Вообще, современная позитивная и аналитическая философия стремится к тому, чтобы перейти от спекуляций к неинтерпретирующему описанию (и, сколь это ни странно, позитивисты и аналитики смыкаются в этом отношении с феноменологией Гуссерля). Они-то знают, что все, что они делают, это описание, только описание, и тем самым якобы могут избегнуть тех неправильностей, которые были порождены философской спекулятивной интерпретацией прошлого. Их ошибка (как, по-видимому, и ошибка Гуссерля) в том, что они принимают идею неинтерпретирующего описания как некоторого абсолютно существующего метода. На самом же деле, это один из рядовых способов, который по существу сводится к тому, что мы описываем некоторую истину, но помимо того, что мы описываем эту истину (только описываем!), мы рефлексируем это в качестве разновидности лингвистического (или логического) подхода и тем самым получаем возможность логических и семантических трактовок (не истины, конечно, а способа ее описания).

Отсюда становится возможным и операциональное определение семиотики в ее близости к вышеописанному подходу. Семиотика — это такая методика

обращения со знаками, когда любой объект представлен как знак чего-то существующего, а любая связь этих знаков предстает как логическая система описания. Вторая часть этого определения у семиотиков имплицитна, а у логических семантиков эксплицитна. Семантики, так же как и представители аналитической школы философии, правы в том смысле, что они понимают, что они совершают описание, а не соприсутствуют бытию, и что законы, о которых идет речь, это законы описания. Вообще сама идея неинтерпретирующего описания родилась вместе с попыткой сформулировать и применить к объектам язык, который был бы сознательно противопоставлен языку философской спекуляции. При таком подходе Платон всегда оказывается спекулятором, а Гуссерль — ученым. Но как раз с точки зрения метаподхода, предполагающего последовательно семиотический анализ любой системы описания, мы увидим, что и феноменология и позитивизм могут быть в свою очередь описаны как онтологическая спекуляция, как реонтологизация описания. То есть мы всегда можем восстановить ту элементарную спекулятивную процедуру, которая привела к идее объективного, неинтерпретирующего описания как к своему конечному результату.
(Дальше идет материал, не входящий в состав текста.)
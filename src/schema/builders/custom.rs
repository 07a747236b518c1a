//! Hand-written JSON-LD.

use crate::schema::doc::SCHEMA_CONTEXT;
use crate::value::Fields;
use serde_json::{Map, Value};

/// Custom document from `json` (a JSON string) or `document` (a record).
///
/// The document must be a record carrying `@type`. A missing `@context` is
/// filled in and moved to the front.
pub fn custom(data: &Value) -> Option<Value> {
    let f = Fields::new(data);
    let parsed = match (f.text("json"), f.get("document")) {
        (Some(text), _) => serde_json::from_str::<Value>(&text).ok()?,
        (None, Some(document @ Value::Object(_))) => document.clone(),
        _ => return None,
    };
    let Value::Object(document) = parsed else {
        return None;
    };
    let has_type = document
        .get("@type")
        .is_some_and(|kind| matches!(kind, Value::String(s) if !s.trim().is_empty()) || kind.is_array());
    if !has_type {
        return None;
    }

    let mut ordered = Map::with_capacity(document.len() + 1);
    let context = document
        .get("@context")
        .cloned()
        .unwrap_or_else(|| Value::String(SCHEMA_CONTEXT.into()));
    ordered.insert("@context".into(), context);
    ordered.extend(document.into_iter().filter(|(key, _)| key != "@context"));
    Some(Value::Object(ordered))
}

#[cfg(test)]
mod tests {
    use super::*;
    use serde_json::json;

    #[test]
    fn test_custom_from_json_text() {
        let doc = custom(&json!({ "json": r#"{ "@type": "Thing", "name": "X" }"# })).unwrap();
        assert_eq!(
            doc,
            json!({ "@context": "https://schema.org", "@type": "Thing", "name": "X" })
        );
        let keys: Vec<_> = doc.as_object().unwrap().keys().cloned().collect();
        assert_eq!(keys[0], "@context");
    }

    #[test]
    fn test_custom_keeps_given_context() {
        let doc = custom(&json!({
            "document": { "@type": "Thing", "@context": "https://example.org" }
        }))
        .unwrap();
        assert_eq!(doc["@context"], json!("https://example.org"));
    }

    #[test]
    fn test_custom_rejects_bad_input() {
        assert!(custom(&json!({ "json": "{ broken" })).is_none());
        assert!(custom(&json!({ "json": "[1, 2]" })).is_none());
        assert!(custom(&json!({ "json": r#"{ "name": "untyped" }"# })).is_none());
        assert!(custom(&json!({ "document": "text" })).is_none());
    }
}
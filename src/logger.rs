//! Terminal logging with colored module prefixes.
//!
//! Messages go to stderr so rendered blocks on stdout stay clean for piping.
//!
//! # Example
//!
//! ```ignore
//! log!("render"; "wrote {} scopes", count);
//! log!("schema"; "skipped `{}`: required fields missing", id);
//! ```

use colored::{ColoredString, Colorize};
use crossterm::terminal::size;
use std::{
    io::{Write, stderr},
    sync::OnceLock,
};

/// Cached terminal width (fetched once on first use)
static TERMINAL_WIDTH: OnceLock<u16> = OnceLock::new();

/// Length of brackets around module name: "[]"
const BRACKET_LEN: usize = 2;
/// Space after prefix: "[module] " <- this space
const SPACE_AFTER_PREFIX: usize = 1;

/// Calculate total prefix length for a module name.
///
/// Returns: `module.len() + 3` (for `[`, `]`, and trailing space)
#[inline]
const fn calc_prefix_len(module_len: usize) -> usize {
    module_len + BRACKET_LEN + SPACE_AFTER_PREFIX
}

/// Get terminal width, cached after first call.
/// Falls back to 120 columns if detection fails.
fn get_terminal_width() -> u16 {
    *TERMINAL_WIDTH.get_or_init(|| size().map(|(w, _)| w).unwrap_or(120))
}

// ============================================================================
// Log Macro
// ============================================================================

/// Log a message with a colored module prefix.
///
/// # Usage
/// ```ignore
/// log!("module"; "message with {} formatting", args);
/// ```
#[macro_export]
macro_rules! log {
    ($module:expr; $($arg:tt)*) => {{
        $crate::logger::log($module, &format!($($arg)*))
    }};
}

/// Log a message with a colored module prefix.
///
/// Single-line messages are truncated to the terminal width; multiline
/// messages are printed as-is.
pub fn log(module: &str, message: &str) {
    let line = format_line(module, message, get_terminal_width() as usize);
    let mut stderr = stderr().lock();
    writeln!(stderr, "{line}").ok();
    stderr.flush().ok();
}

/// One log line: colored prefix plus the message, fitted to `width`.
fn format_line(module: &str, message: &str, width: usize) -> String {
    let prefix = colorize_prefix(module, &module.to_ascii_lowercase());
    let message = if message.contains('\n') {
        message
    } else {
        truncate_str(message, width.saturating_sub(calc_prefix_len(module.len())))
    };
    format!("{prefix} {message}")
}

/// Apply color to a module prefix based on module type.
#[inline]
fn colorize_prefix(module: &str, module_lower: &str) -> ColoredString {
    let prefix = format!("[{module}]");
    match module_lower {
        "render" => prefix.bright_blue().bold(),
        "set" => prefix.bright_green().bold(),
        "error" | "check" => prefix.bright_red().bold(),
        _ => prefix.bright_yellow().bold(),
    }
}

/// Truncate a string to fit within `max_len` bytes.
///
/// Ensures the result is valid UTF-8 by finding the nearest character boundary.
#[inline]
fn truncate_str(s: &str, max_len: usize) -> &str {
    if s.len() <= max_len {
        return s;
    }
    let mut end = max_len;
    while end > 0 && !s.is_char_boundary(end) {
        end -= 1;
    }
    &s[..end]
}

/// Shorten `s` to at most `max_chars` characters, marking the cut with `…`.
pub fn ellipsize(s: &str, max_chars: usize) -> String {
    if s.chars().count() <= max_chars {
        return s.to_owned();
    }
    let kept: String = s.chars().take(max_chars.saturating_sub(1)).collect();
    format!("{kept}…")
}

// ============================================================================
// Tests
// ============================================================================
И в этом смысле классики европейской философии обладали гораздо большей принципиальностью по сравнению, скажем, с позитивистами или феноменологами. Классические философы открыто признавали постоянную соотнесенность любого способа изучения с символизациями сознания, из которых и следовала онтологичность изучаемых явлений. Современная же философия решила снять спекуляцию, и проделала это снятие именно как решительный отказ от соотнесения способов, методов, подходов с символами, «заданиями» сознания. И что же? Символы сознания исчезли, а спекуляция… осталась. Это ясно видно в любой разновидности лингвистической философии, начиная с Витгенштейна. Происходит забавная вещь: они тоже занимаются спекуляцией, только в отличие от классической философии, где поле онтологии — это тем или иным способом изображаемое или символизируемое сознание (выполняющее любой акт изучения вещественных структур), в современной философии анализа таким полем стал сам язык, язык стал онтологией, язык стал материалом с минимумом интерпретаций. И вместо того чтобы превратить язык в ступень в осознании сознательной жизни, его превращают в ширму, которая отграничивает мыслящего субъекта от спекулятивной (онтологической) стороны сознания и, в то же время, закрывает от субъекта и его неосознанную тенденцию к реонтологизации способа описания.

Таким образом, вместо того чтобы максимально далеко пойти в признании описательного характера любого описания (и одновременно в признании, что есть вещи, которые невозможно описать), и тем самым нейтрализовать некоторые свойства описания посредством таких, например, редукций, как «язык — это только язык», «культура — это только культура» и т. д., и тем самым лишить их онтологического статуса, они, отвергнув онтологические сущности, вновь онтологизируют и абсолютизируют свойства описания (посредством таких бессодержательных универсалистских «предпосылок», как, например: «язык — это все», «метод это все», «культура — это все», «наука — это все» и т. д.).

Теперь вернемся к символическим категориям «сознание» и «Я». Нам кажется, что «чистое сознание» — это ходячее понятие философской классики — является элементом неоднородной спекуляции, то есть элементом изобретенного Кантом способа и задания объектного способа анализа, хотя речь идет о (трансцендентальной) «субъективности». У Канта «чистое сознание» не есть чистое существующее сознание. Предположение чистого сознания (и его символ) есть необходимый элемент понимания в той мере, в какой мы вообще что-то другое можем понимать объективно. Ведь «Я» у Канта является не знаком самотождественности субъекта, а символом нетождественности субъекта акта познания вещному «Я», символом, из которого не следует никакого знания о психологическом субъекте, носителе этого знания вещей.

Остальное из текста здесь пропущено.